Kanumury began his career as a blast furnace foreman before spending a decade at IBM. Now he is backing Indian founders building B2B AI products for global markets
Radhesh Kanumury launched his career in the manufacturing sector rather than advisory or financial fields. He began as a foreman in a blast furnace department of a steelworks, before joining IBM where he worked for over a decade honing his skills in the field. His work experience with IBM culminated in managing the IBM India Accelerator Program, cooperating with various startups in the B2B technology sector, which led him to understand that the next crop of important companies will be those based on enterprise software rather than consumer applications.
What Suvan Ventures Is Backing
The firm Kanumury now leads as Managing Partner focuses exclusively on AI-first B2B SaaS startups with development teams in India building products for global markets. The thesis is deliberate and narrow. Rather than casting a wide net across sectors and stages, Suvan looks for founders solving meaningful enterprise problems with large addressable markets, clear competitive advantages, and the ambition to compete globally from day one.
What Makes a Founder Investable
Kanumury has rather an unorthodox approach to evaluating startups. Unlike others he pays greater attention to product trials and customer validation rather than to the numbers stated in the business plan. He also looks for such characteristics in the founders as coachability, resilience, and clearness of thought.

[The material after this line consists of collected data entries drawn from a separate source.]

//! Process configuration: upstream endpoint, retry policy, TTLs, and
//! rate limits. Loaded once at startup and immutable afterwards.

use color_eyre::{eyre::eyre, Result};
use serde::Deserialize;
use std::path::{Path, PathBuf};
use std::time::Duration;

use crate::cache::TtlSchedule;
use crate::fetch::RetryPolicy;
use crate::limit::RateLimits;

#[derive(Debug, Clone, Default, Deserialize)]
#[serde(default)]
pub struct Config {
  pub upstream: UpstreamConfig,
  pub retry: RetryConfig,
  pub cache: CacheConfig,
  pub rate: RateConfig,
}

#[derive(Debug, Clone, Deserialize)]
#[serde(default)]
pub struct UpstreamConfig {
  /// Base URL of the scraped site.
  pub base_url: String,
  /// The upstream rejects default library agents, so a browser-like agent
  /// is the out-of-the-box value.
  pub user_agent: String,
  /// Idle connections kept per host in the shared pool.
  pub pool_max_idle_per_host: usize,
}

impl Default for UpstreamConfig {
  fn default() -> Self {
    Self {
      base_url: "https://mangaaku.com".to_string(),
      user_agent: "Mozilla/5.0 (X11; Linux x86_64; rv:128.0) Gecko/20100101 Firefox/128.0"
        .to_string(),
      pool_max_idle_per_host: 20,
    }
  }
}

#[derive(Debug, Clone, Deserialize)]
#[serde(default)]
pub struct RetryConfig {
  pub connect_timeout_secs: u64,
  pub read_timeout_secs: u64,
  pub escalated_connect_timeout_secs: u64,
  pub escalated_read_timeout_secs: u64,
  pub max_attempts: u32,
  pub backoff_base_ms: u64,
  pub backoff_cap_ms: u64,
  /// HTTP statuses retried like transport errors; empty by default.
  pub retryable_statuses: Vec<u16>,
}

impl Default for RetryConfig {
  fn default() -> Self {
    Self {
      connect_timeout_secs: 30,
      read_timeout_secs: 120,
      escalated_connect_timeout_secs: 60,
      escalated_read_timeout_secs: 180,
      max_attempts: 5,
      backoff_base_ms: 500,
      backoff_cap_ms: 8000,
      retryable_statuses: Vec::new(),
    }
  }
}

impl RetryConfig {
  pub fn policy(&self) -> RetryPolicy {
    RetryPolicy {
      connect_timeout: Duration::from_secs(self.connect_timeout_secs),
      read_timeout: Duration::from_secs(self.read_timeout_secs),
      escalated_connect_timeout: Duration::from_secs(self.escalated_connect_timeout_secs),
      escalated_read_timeout: Duration::from_secs(self.escalated_read_timeout_secs),
      max_attempts: self.max_attempts,
      backoff_base: Duration::from_millis(self.backoff_base_ms),
      backoff_cap: Duration::from_millis(self.backoff_cap_ms),
      retryable_statuses: self.retryable_statuses.clone(),
    }
  }
}

#[derive(Debug, Clone, Deserialize)]
#[serde(default)]
pub struct CacheConfig {
  /// Database file shared by all worker processes.
  /// `None` uses the per-user data directory.
  pub database: Option<PathBuf>,
  pub ttl_list_secs: i64,
  pub ttl_detail_secs: i64,
  pub ttl_chapter_images_secs: i64,
}

impl Default for CacheConfig {
  fn default() -> Self {
    Self {
      database: None,
      ttl_list_secs: 300,
      ttl_detail_secs: 600,
      ttl_chapter_images_secs: 3600,
    }
  }
}

impl CacheConfig {
  pub fn ttls(&self) -> TtlSchedule {
    TtlSchedule {
      list: chrono::Duration::seconds(self.ttl_list_secs),
      detail: chrono::Duration::seconds(self.ttl_detail_secs),
      chapter_images: chrono::Duration::seconds(self.ttl_chapter_images_secs),
    }
  }
}

#[derive(Debug, Clone, Deserialize)]
#[serde(default)]
pub struct RateConfig {
  pub window_secs: i64,
  pub list_limit: u32,
  pub detail_limit: u32,
  pub chapter_limit: u32,
}

impl Default for RateConfig {
  fn default() -> Self {
    Self {
      window_secs: 60,
      list_limit: 50,
      detail_limit: 30,
      chapter_limit: 20,
    }
  }
}

impl RateConfig {
  pub fn limits(&self) -> RateLimits {
    RateLimits {
      window: chrono::Duration::seconds(self.window_secs),
      list: self.list_limit,
      detail: self.detail_limit,
      chapter: self.chapter_limit,
    }
  }
}

impl Config {
  /// Load configuration from file.
  ///
  /// Search order:
  /// 1. Explicit path if provided
  /// 2. ./mangaku.yaml (current directory)
  /// 3. $XDG_CONFIG_HOME/mangaku/config.yaml
  ///
  /// With no file anywhere, the production defaults apply.
  pub fn load(explicit_path: Option<&Path>) -> Result<Self> {
    let path = if let Some(p) = explicit_path {
      if p.exists() {
        Some(p.to_path_buf())
      } else {
        return Err(eyre!("Config file not found: {}", p.display()));
      }
    } else {
      Self::find_config_file()
    };

    match path {
      Some(p) => Self::load_from_path(&p),
      None => Ok(Self::default()),
    }
  }

  fn find_config_file() -> Option<PathBuf> {
    let local = PathBuf::from("mangaku.yaml");
    if local.exists() {
      return Some(local);
    }

    if let Some(config_dir) = dirs::config_dir() {
      let xdg_path = config_dir.join("mangaku").join("config.yaml");
      if xdg_path.exists() {
        return Some(xdg_path);
      }
    }

    None
  }

  fn load_from_path(path: &Path) -> Result<Self> {
    let contents = std::fs::read_to_string(path)
      .map_err(|e| eyre!("Failed to read config file {}: {}", path.display(), e))?;

    let config: Config = serde_yaml::from_str(&contents)
      .map_err(|e| eyre!("Failed to parse config file {}: {}", path.display(), e))?;

    Ok(config)
  }

  /// Development profile: short list TTL so edits show up quickly, roomier
  /// read timeout, doubled limits.
  pub fn development() -> Self {
    let mut config = Self::default();
    config.cache.ttl_list_secs = 60;
    config.retry.read_timeout_secs = 180;
    config.rate.list_limit *= 2;
    config.rate.detail_limit *= 2;
    config.rate.chapter_limit *= 2;
    config
  }

  /// Testing profile: small retry budget and short timeouts so failure
  /// paths run fast.
  pub fn testing() -> Self {
    let mut config = Self::default();
    config.retry.max_attempts = 2;
    config.retry.read_timeout_secs = 60;
    config.retry.backoff_base_ms = 1;
    config.retry.backoff_cap_ms = 2;
    config
  }
}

Why He Is Optimistic About India
Kanumury frames India’s current moment in enterprise AI as a once-in-a-generation opportunity. With one of the world’s largest software developer communities increasingly capable of building AI-native products, and a rapidly growing pool of AI talent, he believes Indian founders have the raw material to build category-defining global companies. His advice to those starting out is simple and consistent: build around a real customer problem with a large market, validate early, and let paying customers define what comes next.